Pith reviewed 2026-05-13 21:40 UTC · model grok-4.3
The pith
A two-stage fine-tuning process converts execution-free code reasoning into execution-based engineering performance, letting 32B open models resolve 62 percent of SWE-bench tasks.
A machine-rendered reading of the paper's core claim, the machinery that carries it, and where it could break.
Core claim
By first training on 300k execution-free trajectories to master code semantics and repository-level reasoning, then refining with 13k execution-backed trajectories through an evolutionary strategy, the resulting SWE-HERO models convert semantic intuitions into rigorous engineering workflows, with the 32B variant resolving 62.2 percent of tasks on SWE-bench Verified and 44.1 percent on the multilingual benchmark.
What carries the argument
The evolutionary refinement strategy that transitions execution-free semantic mastery into execution-based engineering behavior using targeted execution feedback.
If this is right
- Open models of 32B parameters can reach competitive resolution rates on repository-level software engineering tasks through staged distillation.
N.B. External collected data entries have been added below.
#[derive(Subcommand)]
enum HistoryCommands {
    /// List saved proposals, newest first
    List {
        /// Search client name or proposal title
        #[arg(short, long)]
        search: Option<String>,

        /// Only show one project type
        #[arg(short = 't', long = "type", value_name = "PROJECT_TYPE")]
        project_type: Option<String>,
    },

    /// Show a saved proposal
    Show {
        /// Proposal id
        id: String,

        /// Print as JSON
        #[arg(long)]
        json: bool,
    },

    /// Print a saved proposal's deal context for use with `generate --form`
    Reuse {
        /// Proposal id
        id: String,

        /// Output file (stdout if not specified)
        #[arg(short, long, value_name = "FILE")]
        output: Option<PathBuf>,
    },
}

#[derive(Copy, Clone, PartialEq, Eq, ValueEnum)]
enum RenderFormat {
    /// Colored terminal output
    Terminal,
    /// Plain text
    Text,
    /// HTML fragment
    Html,
    /// JSON line records
    Json,
}

fn main() {
    env_logger::init();

    let cli = Cli::parse();

    let result = match cli.command {
        Some(Commands::Render {
            input,
            format,
            output,
            uppercase,
            compact,
        }) => cmd_render(&input, format, output.as_deref(), uppercase, compact),
        Some(Commands::Services {
            select,
            category,
            all,
            catalog,
        }) => cmd_services(&select, &category, all, catalog.as_deref()),
        Some(Commands::Generate {
            form,
            client_name,
            client_profile,
            project_type,
            services,
            select,
            all_services,
            budget,
            timeline,
            notes,
            agent_id,
            endpoint,
            json,
        }) => {
            let overrides = FormOverrides {
                client_name,
                client_profile,
                project_type,
                services,
                budget,
                timeline,
                notes,
            };
            cmd_generate(
                form.as_deref(),
                overrides,
                &select,
                all_services,
                agent_id,
                endpoint,
                json,
            )
        }
        Some(Commands::Sample { json }) => cmd_sample(json),
        Some(Commands::History(HistoryCommands::List {
            search,
            project_type,
        })) => cmd_history_list(search, project_type),
        Some(Commands::History(HistoryCommands::Show { id, json })) => cmd_history_show(&id, json),
        Some(Commands::History(HistoryCommands::Reuse { id, output })) => {
            cmd_history_reuse(&id, output.as_deref())
        }
        Some(Commands::Version) => {
            cmd_version();
            Ok(())
        }
        None => {
            println!("{}", "Usage: proposalforge <COMMAND>".yellow());
            println!("       proposalforge --help for more information");
            Ok(())
        }
    };

    if let Err(e) = result {
        eprintln!("{}: {}", "Error".red().bold(), e);
        std::process::exit(1);
    }
}

fn read_input(input: &Path) -> std::io::Result<String> {
    if input.as_os_str() == "-" {
        std::io::read_to_string(std::io::stdin())
    } else {
        fs::read_to_string(input)
    }
}

fn write_output(output: Option<&Path>, content: &str) -> std::io::Result<()> {
    if let Some(path) = output {
        fs::write(path, content)?;
        println!("{} {}", "Saved to".green(), path.display());
    } else {
        println!("{}", content);
    }
    Ok(())
}

fn cmd_render(
    input: &Path,
    format: RenderFormat,
    output: Option<&Path>,
    uppercase: bool,
    compact: bool,
) -> Result<(), Box<dyn std::error::Error>> {
    let markdown = read_input(input)?;
    let records = render_lines(&markdown);
    let options = RenderOptions::new().with_uppercase_headings(uppercase);

    let rendered = match format {
        RenderFormat::Terminal if output.is_none() => {
            terminal::print_records(&records);
            return Ok(());
        }
        RenderFormat::Terminal | RenderFormat::Text => {
            proposalforge::render::to_text(&records, &options)
        }
        RenderFormat::Html => proposalforge::render::to_html(&records, &options),
        RenderFormat::Json => {
            let format = if compact {
                JsonFormat::Compact
            } else {
                JsonFormat::Pretty
            };
            proposalforge::render::to_json(&records, format)?
        }
    };

    write_output(output, &rendered)?;
    Ok(())
}
//! Plain text rendering of line records.

use super::inline::{spans_to_markdown, spans_to_plain, InlineSpan};
use super::{LineKind, LineRecord, RenderOptions};

/// Convert line records to plain text, one output line per visible record.
pub fn to_text(records: &[LineRecord], options: &RenderOptions) -> String {
    let inline = |spans: &[InlineSpan]| {
        if options.keep_bold_markers {
            spans_to_markdown(spans)
        } else {
            spans_to_plain(spans)
        }
    };

    let mut lines = Vec::with_capacity(records.len());
    for record in records.iter().filter(|r| r.is_visible()) {
        let line = match record.kind {
            LineKind::Heading1 | LineKind::Heading2 | LineKind::Heading3 => {
                let text = inline(&record.spans);
                if options.uppercase_headings {
                    text.to_uppercase()
                } else {
                    text
                }
            }
            LineKind::Bullet => format!(
                "{}{} {}",
                options.list_indent,
                options.bullet_marker,
                inline(&record.spans)
            ),
            LineKind::Ordered => format!(
                "{}{}. {}",
                options.list_indent,
                record.ordinal.as_deref().unwrap_or_default(),
                inline(&record.spans)
            ),
            LineKind::TableRow => record
                .cells
                .as_deref()
                .unwrap_or_default()
                .iter()
                .map(|c| inline(&c.spans))
                .collect::<Vec<_>>()
                .join(&options.cell_separator),
            LineKind::Blank => String::new(),
            LineKind::Paragraph => inline(&record.spans),
        };
        lines.push(line);
    }

    lines.join("\n")
}

/// Collapse markdown text into a one-line preview of at most `max_chars` characters.
///
/// `#`, `*` and newlines become spaces before trimming.
pub fn snippet(text: &str, max_chars: usize) -> String {
    let flattened: String = text
        .chars()
        .map(|c| if matches!(c, '#' | '*' | '\n') { ' ' } else { c })
        .collect();
    flattened.trim().chars().take(max_chars).collect()
}

#[cfg(test)]
mod tests {
    use super::*;
    use crate::render::render_lines;

    #[test]
    fn test_to_text() {
        let records = render_lines(
            "## Pricing\n\n| Service | Cost |\n|---|---|\n| SEO | **$2,000** |\n- Weekly **posts**\n3. Kickoff",
        );
        let text = to_text(&records, &RenderOptions::default());
        assert_eq!(
            text,
            "Pricing\n\nService | Cost\nSEO | $2,000\n  • Weekly posts\n  3. Kickoff"
        );
    }

    #[test]
    fn test_to_text_options() {
        let records = render_lines("# Plan\n- **Bold** item");
        let options = RenderOptions::new()
            .with_uppercase_headings(true)
            .with_bullet_marker('-')
            .with_list_indent("")
            .with_bold_markers(true);
        assert_eq!(to_text(&records, &options), "PLAN\n- **Bold** item");
    }

    #[test]
    fn test_to_text_large_ordinal() {
        let records = render_lines("12345678901234567890123. Phase one");
        assert_eq!(
            to_text(&records, &RenderOptions::default()),
            "  12345678901234567890123. Phase one"
        );
    }

    #[test]
    fn test_to_text_empty() {
        assert_eq!(to_text(&[], &RenderOptions::default()), "");
    }

    #[test]
    fn test_snippet() {
        assert_eq!(snippet("## Hi **there**\nfriend", 140), "Hi   there   friend");
        assert_eq!(snippet("abcdef", 3), "abc");
        assert_eq!(snippet("  #  ", 10), "");
        assert_eq!(snippet("ééé", 2), "éé");
    }
}
//! Data types for deal context, service catalogs, and proposals.

mod catalog;
mod form;
mod proposal;
mod sample;

pub use catalog::{ServiceCatalog, ServiceCategory};
pub use form::{FormData, ValidationErrors, DEFAULT_PROJECT_TYPE, PROJECT_TYPES};
pub use proposal::{
    generate_id, ProposalData, ProposalSection, ProposalStatus, SavedProposal, SNIPPET_LEN,
};
pub use sample::{sample_form, sample_proposal};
- Training exclusively on Python trajectories still supports strong zero-shot transfer to other programming languages.
- The released trajectory datasets make the method reproducible and allow direct extension by other researchers.
- Avoiding execution during the first training stage lowers the overall compute cost while preserving final performance.
- The two-stage separation shows that semantic understanding can be built before adding execution constraints.
Where Pith is reading between the lines
- The same staged pattern of first building broad understanding then adding execution feedback could apply to agent tasks outside software engineering, such as data analysis or scientific simulation.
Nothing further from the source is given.